**Prompt:** In the data that follows, every line containing the word "crate" should be returned.

• • •

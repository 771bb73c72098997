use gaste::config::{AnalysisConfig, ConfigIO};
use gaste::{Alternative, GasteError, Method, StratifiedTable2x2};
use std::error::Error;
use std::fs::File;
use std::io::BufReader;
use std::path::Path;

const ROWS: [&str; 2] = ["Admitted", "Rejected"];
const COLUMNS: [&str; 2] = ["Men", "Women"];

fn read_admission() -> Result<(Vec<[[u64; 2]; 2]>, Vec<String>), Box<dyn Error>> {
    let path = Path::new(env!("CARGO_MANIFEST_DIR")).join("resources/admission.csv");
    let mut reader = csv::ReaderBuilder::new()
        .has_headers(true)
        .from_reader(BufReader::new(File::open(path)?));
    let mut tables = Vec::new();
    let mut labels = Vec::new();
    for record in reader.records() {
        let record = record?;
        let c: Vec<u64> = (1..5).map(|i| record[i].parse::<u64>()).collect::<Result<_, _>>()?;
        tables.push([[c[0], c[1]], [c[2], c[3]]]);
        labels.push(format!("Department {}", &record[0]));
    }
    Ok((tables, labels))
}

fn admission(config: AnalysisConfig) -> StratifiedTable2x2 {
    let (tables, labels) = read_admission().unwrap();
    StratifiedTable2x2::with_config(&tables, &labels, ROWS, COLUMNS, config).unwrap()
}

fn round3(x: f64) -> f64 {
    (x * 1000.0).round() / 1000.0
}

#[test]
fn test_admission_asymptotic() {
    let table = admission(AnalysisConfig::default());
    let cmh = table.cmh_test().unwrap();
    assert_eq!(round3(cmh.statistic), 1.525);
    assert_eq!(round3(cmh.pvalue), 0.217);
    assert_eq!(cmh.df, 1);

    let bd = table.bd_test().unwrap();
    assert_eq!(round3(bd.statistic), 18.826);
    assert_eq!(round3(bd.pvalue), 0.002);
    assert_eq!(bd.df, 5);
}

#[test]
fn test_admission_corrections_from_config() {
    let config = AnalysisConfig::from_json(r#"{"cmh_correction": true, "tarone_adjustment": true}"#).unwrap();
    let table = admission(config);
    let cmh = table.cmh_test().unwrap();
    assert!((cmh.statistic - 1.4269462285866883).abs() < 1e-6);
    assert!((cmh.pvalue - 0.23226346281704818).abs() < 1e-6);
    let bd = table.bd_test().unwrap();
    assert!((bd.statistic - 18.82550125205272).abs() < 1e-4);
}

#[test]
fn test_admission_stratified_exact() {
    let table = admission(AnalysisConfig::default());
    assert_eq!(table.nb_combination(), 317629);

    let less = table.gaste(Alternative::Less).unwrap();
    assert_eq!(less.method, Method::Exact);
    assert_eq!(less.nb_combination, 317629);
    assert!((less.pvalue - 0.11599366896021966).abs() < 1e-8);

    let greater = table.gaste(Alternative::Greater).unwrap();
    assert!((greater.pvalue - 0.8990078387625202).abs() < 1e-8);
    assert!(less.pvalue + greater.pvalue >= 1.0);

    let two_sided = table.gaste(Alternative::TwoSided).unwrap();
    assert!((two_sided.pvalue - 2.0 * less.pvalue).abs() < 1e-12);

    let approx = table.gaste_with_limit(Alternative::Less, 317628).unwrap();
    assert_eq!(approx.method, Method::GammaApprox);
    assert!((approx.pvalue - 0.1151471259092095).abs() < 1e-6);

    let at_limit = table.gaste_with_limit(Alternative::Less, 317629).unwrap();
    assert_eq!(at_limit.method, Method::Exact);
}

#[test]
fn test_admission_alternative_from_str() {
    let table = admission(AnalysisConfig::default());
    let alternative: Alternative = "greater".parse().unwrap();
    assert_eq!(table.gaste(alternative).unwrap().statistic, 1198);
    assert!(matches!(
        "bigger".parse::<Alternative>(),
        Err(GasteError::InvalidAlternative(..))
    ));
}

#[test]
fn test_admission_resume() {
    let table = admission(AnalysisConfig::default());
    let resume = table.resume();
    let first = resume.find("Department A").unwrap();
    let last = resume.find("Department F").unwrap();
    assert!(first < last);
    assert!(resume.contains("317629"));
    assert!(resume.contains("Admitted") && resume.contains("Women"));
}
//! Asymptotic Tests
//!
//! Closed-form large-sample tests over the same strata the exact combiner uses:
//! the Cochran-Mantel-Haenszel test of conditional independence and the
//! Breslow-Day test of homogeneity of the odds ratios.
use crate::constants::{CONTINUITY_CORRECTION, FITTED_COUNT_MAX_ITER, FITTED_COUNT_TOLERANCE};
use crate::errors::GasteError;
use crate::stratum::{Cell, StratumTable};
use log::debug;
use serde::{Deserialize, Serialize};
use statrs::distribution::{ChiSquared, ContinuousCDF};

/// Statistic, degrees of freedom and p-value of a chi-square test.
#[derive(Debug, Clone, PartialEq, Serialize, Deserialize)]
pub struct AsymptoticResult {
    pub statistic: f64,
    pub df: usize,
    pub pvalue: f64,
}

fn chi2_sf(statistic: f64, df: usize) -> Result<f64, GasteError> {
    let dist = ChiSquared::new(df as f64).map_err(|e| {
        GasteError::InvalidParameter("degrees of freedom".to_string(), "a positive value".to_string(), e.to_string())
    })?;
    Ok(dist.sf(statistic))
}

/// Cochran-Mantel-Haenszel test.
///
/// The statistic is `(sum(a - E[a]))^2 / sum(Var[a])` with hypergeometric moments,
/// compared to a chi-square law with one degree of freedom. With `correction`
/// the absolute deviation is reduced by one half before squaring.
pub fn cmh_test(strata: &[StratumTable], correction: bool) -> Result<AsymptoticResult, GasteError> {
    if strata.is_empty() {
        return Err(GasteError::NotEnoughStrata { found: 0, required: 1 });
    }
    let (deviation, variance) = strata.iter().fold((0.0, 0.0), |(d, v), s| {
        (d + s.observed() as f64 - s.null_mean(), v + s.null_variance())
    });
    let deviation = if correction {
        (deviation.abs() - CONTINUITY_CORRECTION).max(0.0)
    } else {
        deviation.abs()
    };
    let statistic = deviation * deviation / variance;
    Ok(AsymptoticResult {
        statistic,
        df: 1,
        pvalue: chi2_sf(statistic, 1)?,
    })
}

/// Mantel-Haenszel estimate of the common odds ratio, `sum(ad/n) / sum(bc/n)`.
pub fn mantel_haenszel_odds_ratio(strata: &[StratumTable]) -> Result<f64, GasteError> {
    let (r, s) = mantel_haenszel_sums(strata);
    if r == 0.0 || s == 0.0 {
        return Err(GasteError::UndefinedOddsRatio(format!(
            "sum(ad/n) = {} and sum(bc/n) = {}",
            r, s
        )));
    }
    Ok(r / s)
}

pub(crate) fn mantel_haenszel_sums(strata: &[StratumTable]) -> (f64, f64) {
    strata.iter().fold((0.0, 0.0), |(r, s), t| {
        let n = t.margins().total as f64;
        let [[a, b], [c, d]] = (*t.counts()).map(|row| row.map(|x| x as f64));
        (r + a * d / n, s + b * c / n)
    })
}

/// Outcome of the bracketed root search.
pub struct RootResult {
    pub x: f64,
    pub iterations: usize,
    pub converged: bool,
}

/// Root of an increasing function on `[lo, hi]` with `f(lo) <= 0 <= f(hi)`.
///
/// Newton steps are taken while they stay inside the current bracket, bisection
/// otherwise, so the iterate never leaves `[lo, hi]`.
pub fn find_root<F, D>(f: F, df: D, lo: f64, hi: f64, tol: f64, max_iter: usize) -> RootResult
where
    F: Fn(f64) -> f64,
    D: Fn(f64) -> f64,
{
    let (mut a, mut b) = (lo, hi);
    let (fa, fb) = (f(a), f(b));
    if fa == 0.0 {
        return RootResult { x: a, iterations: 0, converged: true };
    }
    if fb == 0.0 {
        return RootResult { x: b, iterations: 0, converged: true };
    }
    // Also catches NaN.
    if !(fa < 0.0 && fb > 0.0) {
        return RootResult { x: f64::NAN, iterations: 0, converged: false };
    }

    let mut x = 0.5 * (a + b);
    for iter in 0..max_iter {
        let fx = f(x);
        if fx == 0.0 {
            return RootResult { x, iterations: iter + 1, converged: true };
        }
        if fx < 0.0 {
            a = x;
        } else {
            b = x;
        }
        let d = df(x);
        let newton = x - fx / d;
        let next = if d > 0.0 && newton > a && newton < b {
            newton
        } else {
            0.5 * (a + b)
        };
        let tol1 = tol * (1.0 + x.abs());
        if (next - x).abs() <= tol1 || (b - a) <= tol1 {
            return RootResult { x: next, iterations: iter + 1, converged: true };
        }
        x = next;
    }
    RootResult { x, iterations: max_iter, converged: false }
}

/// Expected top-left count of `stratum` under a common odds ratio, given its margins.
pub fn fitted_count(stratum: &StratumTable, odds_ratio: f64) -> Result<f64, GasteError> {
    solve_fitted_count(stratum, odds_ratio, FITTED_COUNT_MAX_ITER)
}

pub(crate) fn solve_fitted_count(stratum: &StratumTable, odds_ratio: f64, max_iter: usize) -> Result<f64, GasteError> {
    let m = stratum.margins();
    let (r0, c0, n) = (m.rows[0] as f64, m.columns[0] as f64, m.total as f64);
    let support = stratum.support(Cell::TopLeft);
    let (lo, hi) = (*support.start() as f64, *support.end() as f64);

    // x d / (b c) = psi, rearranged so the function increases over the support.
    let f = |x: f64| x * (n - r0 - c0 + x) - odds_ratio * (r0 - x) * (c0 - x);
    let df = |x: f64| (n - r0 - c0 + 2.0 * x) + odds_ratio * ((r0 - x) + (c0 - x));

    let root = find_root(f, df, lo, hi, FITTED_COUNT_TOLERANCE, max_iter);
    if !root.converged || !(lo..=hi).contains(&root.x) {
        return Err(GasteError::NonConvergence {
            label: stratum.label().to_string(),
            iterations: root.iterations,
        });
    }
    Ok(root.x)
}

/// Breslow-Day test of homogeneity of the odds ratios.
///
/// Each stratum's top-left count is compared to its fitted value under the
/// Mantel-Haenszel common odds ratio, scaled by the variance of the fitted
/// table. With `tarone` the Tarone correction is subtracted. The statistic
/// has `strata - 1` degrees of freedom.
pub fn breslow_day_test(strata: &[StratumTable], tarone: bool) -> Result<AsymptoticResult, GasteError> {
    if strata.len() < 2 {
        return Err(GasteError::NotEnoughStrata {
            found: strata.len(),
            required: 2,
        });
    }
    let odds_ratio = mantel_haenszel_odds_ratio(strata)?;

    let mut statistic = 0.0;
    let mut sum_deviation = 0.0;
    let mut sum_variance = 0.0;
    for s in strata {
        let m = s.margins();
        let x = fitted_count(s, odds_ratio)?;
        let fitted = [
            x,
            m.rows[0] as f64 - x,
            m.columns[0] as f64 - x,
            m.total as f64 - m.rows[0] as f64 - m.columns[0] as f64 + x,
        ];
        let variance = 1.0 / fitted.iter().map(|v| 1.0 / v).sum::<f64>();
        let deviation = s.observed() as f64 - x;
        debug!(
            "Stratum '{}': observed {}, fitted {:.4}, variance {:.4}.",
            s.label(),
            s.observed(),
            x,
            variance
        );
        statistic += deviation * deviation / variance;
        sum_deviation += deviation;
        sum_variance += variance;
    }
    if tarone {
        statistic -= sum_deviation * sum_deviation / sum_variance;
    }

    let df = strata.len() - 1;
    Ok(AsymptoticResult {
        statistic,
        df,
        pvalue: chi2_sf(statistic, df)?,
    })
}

• • •

**Output:**
use crate::constants::{CONTINUITY_CORRECTION, FITTED_COUNT_MAX_ITER, FITTED_COUNT_TOLERANCE};
use crate::errors::GasteError;
use crate::stratum::{Cell, StratumTable};
pub(crate) fn mantel_haenszel_sums(strata: &[StratumTable]) -> (f64, f64) {
pub(crate) fn solve_fitted_count(stratum: &StratumTable, odds_ratio: f64, max_iter: usize) -> Result<f64, GasteError> {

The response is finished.